DATA FOR THE TASK:
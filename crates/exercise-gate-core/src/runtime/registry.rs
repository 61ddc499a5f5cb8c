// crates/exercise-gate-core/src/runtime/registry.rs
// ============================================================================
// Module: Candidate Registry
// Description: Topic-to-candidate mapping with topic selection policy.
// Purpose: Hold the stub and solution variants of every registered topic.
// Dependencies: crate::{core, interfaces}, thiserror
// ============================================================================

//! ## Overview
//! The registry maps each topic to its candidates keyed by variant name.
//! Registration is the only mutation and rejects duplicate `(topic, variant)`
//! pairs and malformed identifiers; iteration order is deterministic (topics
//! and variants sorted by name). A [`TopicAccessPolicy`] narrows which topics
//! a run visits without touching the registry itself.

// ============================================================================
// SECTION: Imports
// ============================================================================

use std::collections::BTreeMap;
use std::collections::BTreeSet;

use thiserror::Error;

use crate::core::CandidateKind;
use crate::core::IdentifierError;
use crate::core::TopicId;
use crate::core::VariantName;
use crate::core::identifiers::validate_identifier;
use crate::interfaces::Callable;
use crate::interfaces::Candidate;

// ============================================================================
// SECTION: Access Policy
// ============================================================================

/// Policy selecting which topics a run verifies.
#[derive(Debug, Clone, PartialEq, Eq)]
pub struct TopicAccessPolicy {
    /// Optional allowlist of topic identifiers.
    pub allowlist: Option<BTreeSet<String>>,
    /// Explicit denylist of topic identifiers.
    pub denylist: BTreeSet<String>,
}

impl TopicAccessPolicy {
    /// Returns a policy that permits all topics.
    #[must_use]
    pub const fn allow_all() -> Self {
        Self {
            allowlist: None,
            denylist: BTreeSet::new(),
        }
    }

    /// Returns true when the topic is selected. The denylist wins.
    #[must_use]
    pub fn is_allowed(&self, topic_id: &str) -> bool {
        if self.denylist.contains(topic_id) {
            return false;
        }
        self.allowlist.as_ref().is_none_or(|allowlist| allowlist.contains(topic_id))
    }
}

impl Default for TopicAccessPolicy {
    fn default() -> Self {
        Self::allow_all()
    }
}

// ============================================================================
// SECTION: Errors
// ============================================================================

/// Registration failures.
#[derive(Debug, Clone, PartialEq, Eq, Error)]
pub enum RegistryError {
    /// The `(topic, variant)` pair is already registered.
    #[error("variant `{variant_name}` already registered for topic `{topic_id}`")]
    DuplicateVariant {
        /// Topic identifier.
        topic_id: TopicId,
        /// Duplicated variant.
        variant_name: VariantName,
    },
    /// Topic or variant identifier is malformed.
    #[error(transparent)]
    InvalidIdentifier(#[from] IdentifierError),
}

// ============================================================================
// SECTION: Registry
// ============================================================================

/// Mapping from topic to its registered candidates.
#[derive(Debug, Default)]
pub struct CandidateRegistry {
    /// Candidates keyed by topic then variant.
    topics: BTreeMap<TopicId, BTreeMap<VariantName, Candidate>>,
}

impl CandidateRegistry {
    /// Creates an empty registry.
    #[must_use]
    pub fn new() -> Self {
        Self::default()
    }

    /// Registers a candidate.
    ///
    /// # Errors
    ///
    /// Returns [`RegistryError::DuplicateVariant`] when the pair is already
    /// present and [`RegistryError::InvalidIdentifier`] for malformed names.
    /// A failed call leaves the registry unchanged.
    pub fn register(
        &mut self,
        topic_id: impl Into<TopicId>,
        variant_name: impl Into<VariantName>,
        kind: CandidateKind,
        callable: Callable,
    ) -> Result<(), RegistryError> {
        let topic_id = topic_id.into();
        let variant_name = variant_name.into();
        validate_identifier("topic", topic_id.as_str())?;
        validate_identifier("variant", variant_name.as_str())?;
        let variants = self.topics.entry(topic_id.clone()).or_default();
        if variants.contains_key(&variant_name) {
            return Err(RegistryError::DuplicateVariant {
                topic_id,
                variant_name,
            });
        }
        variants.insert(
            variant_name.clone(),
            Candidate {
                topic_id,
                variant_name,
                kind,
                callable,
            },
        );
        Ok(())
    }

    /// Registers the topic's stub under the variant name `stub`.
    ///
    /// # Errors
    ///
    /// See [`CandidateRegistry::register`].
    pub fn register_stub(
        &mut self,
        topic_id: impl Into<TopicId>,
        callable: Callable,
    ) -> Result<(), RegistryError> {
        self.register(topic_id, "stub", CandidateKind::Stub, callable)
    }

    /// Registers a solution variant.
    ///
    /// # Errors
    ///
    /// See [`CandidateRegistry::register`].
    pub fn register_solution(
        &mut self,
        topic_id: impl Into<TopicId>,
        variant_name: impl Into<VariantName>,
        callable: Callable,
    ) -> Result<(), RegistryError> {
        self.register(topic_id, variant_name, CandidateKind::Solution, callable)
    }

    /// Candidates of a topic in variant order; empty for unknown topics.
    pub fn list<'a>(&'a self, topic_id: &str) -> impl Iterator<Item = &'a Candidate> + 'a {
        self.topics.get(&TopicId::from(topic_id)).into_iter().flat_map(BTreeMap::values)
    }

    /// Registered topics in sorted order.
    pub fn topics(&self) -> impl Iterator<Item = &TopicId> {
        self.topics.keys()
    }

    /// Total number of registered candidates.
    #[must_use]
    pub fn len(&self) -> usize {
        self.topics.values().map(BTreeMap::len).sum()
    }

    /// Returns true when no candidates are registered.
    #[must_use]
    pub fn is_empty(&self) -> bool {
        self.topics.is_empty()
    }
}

PROBLEM REQUIREMENTS: Please state how many lines in the material above include the word "CandidateKind". Nothing but the number is wanted.

FINAL ANSWER: 4